*Exercise goal*
Check each line of the entries for "models" and report the ones that have it.

────────────────

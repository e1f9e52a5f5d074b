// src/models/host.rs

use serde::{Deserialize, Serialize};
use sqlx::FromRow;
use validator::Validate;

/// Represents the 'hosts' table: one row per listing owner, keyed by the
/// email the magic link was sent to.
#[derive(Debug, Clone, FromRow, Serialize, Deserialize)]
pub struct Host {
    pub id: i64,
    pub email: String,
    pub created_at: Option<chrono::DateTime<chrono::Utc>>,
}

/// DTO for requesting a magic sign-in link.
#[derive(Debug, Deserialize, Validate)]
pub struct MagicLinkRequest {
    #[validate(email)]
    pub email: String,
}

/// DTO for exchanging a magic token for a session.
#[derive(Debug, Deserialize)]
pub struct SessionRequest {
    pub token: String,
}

────────────────

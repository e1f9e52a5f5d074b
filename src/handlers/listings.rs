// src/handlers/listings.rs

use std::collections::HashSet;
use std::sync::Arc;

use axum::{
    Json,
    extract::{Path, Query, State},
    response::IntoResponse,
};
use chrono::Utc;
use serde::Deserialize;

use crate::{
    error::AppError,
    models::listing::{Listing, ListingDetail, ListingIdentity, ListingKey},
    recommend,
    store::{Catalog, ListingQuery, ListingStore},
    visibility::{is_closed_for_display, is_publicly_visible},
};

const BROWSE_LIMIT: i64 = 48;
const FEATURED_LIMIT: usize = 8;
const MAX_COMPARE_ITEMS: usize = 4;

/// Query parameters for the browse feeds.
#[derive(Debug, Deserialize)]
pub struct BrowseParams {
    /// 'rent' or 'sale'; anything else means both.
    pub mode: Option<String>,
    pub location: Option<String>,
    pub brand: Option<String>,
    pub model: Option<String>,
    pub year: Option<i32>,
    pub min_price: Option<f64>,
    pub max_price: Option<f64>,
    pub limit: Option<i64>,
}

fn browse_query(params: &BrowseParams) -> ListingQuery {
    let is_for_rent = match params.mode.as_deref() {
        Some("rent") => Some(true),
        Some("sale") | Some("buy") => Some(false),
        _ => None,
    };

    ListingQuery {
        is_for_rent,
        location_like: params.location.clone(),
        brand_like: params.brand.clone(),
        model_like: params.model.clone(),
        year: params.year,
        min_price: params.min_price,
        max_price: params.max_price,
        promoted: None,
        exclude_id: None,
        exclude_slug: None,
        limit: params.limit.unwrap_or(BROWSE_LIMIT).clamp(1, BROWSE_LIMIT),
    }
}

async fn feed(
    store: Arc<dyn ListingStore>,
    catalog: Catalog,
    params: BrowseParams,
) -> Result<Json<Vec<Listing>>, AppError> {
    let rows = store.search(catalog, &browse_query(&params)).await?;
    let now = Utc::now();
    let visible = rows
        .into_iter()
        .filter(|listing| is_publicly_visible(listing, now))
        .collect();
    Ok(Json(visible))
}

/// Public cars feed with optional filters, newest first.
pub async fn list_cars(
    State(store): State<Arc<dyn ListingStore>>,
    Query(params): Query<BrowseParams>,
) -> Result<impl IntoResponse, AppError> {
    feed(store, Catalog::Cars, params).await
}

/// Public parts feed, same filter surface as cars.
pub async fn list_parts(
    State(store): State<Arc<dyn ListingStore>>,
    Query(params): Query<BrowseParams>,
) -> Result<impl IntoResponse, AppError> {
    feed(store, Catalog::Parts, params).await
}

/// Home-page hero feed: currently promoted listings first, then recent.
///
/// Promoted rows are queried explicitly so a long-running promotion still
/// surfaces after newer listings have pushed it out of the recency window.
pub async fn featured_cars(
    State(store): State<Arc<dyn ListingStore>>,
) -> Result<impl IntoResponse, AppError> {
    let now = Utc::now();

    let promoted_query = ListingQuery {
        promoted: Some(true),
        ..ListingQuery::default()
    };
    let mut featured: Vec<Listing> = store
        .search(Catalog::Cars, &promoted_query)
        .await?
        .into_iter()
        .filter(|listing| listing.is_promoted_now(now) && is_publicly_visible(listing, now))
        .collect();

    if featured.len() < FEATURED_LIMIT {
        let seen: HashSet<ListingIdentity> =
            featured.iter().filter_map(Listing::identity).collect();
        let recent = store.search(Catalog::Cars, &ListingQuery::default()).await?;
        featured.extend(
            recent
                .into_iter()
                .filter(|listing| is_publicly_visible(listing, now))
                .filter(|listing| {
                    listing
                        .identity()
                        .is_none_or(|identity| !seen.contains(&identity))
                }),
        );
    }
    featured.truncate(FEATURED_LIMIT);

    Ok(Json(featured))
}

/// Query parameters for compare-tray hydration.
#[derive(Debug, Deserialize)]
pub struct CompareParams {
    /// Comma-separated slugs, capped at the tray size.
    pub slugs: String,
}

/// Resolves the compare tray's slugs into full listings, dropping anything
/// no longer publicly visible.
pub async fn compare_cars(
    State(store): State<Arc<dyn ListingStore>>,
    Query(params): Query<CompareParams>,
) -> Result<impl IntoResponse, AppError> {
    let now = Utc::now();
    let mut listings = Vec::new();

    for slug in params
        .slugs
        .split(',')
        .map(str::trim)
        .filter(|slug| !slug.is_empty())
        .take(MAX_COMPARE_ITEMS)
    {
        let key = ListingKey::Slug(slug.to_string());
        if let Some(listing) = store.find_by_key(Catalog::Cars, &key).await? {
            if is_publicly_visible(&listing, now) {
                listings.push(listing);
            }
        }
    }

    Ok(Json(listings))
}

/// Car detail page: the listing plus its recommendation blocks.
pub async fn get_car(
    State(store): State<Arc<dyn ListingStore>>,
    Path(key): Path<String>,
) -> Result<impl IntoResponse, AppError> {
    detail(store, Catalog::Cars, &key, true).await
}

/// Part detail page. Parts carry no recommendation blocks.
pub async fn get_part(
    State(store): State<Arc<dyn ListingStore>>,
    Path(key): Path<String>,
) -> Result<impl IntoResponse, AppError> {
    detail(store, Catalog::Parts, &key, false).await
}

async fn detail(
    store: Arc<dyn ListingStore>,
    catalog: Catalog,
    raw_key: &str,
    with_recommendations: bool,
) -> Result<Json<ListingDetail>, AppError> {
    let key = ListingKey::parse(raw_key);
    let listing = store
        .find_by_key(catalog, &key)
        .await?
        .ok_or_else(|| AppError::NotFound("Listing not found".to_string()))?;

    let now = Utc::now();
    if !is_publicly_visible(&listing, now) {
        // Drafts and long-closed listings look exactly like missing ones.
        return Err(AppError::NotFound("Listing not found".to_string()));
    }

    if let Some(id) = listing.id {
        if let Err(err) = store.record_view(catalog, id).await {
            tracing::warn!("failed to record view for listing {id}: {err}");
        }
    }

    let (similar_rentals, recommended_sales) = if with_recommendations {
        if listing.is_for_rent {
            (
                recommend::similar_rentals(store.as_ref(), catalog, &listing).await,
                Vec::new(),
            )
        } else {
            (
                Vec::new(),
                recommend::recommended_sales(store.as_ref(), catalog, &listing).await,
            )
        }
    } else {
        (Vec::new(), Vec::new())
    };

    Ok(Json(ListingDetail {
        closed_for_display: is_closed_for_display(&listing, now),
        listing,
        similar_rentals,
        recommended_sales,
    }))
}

────────────────

*Written solution*
// src/models/host.rs
    models::listing::{Listing, ListingDetail, ListingIdentity, ListingKey},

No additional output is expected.